* What you have to do: Your answer must be every line of the data below that holds the string "CorePlugin", copied exactly.

* Records shown:
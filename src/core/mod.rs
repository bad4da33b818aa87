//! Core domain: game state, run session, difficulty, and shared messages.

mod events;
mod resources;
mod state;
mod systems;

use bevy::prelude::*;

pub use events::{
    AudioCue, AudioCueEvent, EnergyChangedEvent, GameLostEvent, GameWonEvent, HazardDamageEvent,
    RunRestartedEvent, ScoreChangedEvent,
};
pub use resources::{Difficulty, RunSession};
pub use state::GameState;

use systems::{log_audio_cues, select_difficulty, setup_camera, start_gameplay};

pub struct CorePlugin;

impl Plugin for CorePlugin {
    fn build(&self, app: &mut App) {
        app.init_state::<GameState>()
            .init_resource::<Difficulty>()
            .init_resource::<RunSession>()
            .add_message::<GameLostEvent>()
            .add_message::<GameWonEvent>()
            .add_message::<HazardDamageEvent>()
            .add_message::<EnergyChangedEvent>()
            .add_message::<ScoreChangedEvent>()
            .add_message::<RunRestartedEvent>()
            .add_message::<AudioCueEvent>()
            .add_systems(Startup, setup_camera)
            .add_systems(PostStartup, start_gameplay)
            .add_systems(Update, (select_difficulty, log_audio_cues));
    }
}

* * *

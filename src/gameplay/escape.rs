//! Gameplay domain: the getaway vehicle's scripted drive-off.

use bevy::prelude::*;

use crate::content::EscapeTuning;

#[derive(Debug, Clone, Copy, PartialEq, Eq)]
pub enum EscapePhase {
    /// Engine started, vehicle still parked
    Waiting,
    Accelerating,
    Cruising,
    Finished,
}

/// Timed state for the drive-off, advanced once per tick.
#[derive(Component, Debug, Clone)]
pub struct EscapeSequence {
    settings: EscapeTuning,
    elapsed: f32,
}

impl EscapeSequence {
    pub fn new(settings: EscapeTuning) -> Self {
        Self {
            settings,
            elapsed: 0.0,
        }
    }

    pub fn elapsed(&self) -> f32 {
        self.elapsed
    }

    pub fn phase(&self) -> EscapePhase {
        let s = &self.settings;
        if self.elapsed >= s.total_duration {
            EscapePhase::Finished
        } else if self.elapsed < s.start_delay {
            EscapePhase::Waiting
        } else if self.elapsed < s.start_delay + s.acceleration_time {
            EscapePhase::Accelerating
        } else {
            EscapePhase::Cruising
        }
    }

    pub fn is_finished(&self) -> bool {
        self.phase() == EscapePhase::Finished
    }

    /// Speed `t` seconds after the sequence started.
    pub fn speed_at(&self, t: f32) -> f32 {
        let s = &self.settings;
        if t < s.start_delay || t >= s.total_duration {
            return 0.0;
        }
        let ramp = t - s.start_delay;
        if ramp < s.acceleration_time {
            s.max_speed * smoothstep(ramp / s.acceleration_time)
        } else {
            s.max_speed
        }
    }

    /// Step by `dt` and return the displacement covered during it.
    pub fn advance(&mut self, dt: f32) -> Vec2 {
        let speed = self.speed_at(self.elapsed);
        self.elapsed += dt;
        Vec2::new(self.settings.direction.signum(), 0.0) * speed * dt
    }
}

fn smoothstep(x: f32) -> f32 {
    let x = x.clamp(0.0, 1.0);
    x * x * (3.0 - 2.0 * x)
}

---

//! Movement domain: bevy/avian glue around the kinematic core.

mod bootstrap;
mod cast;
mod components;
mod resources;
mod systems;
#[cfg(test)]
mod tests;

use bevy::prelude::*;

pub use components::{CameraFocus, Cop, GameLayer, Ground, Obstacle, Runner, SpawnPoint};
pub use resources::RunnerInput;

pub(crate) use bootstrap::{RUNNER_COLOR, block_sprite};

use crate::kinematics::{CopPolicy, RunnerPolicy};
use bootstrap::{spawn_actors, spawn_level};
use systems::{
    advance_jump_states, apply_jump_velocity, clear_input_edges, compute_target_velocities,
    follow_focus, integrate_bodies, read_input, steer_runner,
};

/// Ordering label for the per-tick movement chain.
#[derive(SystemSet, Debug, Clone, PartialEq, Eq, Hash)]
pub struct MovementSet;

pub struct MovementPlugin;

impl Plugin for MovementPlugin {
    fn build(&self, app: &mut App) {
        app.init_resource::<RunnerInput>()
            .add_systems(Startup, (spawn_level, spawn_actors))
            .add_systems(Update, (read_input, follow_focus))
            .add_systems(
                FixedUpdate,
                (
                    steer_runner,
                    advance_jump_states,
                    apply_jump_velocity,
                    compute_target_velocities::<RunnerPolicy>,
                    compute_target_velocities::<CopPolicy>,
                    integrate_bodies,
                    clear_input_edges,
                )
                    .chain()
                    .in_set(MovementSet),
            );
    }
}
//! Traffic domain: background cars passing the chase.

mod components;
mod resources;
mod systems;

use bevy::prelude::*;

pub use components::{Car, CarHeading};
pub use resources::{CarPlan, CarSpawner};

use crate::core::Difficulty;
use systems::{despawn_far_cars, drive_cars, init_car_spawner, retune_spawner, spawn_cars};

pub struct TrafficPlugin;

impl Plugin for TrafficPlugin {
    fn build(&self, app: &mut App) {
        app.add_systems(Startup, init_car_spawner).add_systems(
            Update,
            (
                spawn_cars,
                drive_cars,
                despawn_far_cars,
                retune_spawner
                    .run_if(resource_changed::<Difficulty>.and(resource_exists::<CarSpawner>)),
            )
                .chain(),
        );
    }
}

* Task solution:
pub struct CorePlugin;
impl Plugin for CorePlugin {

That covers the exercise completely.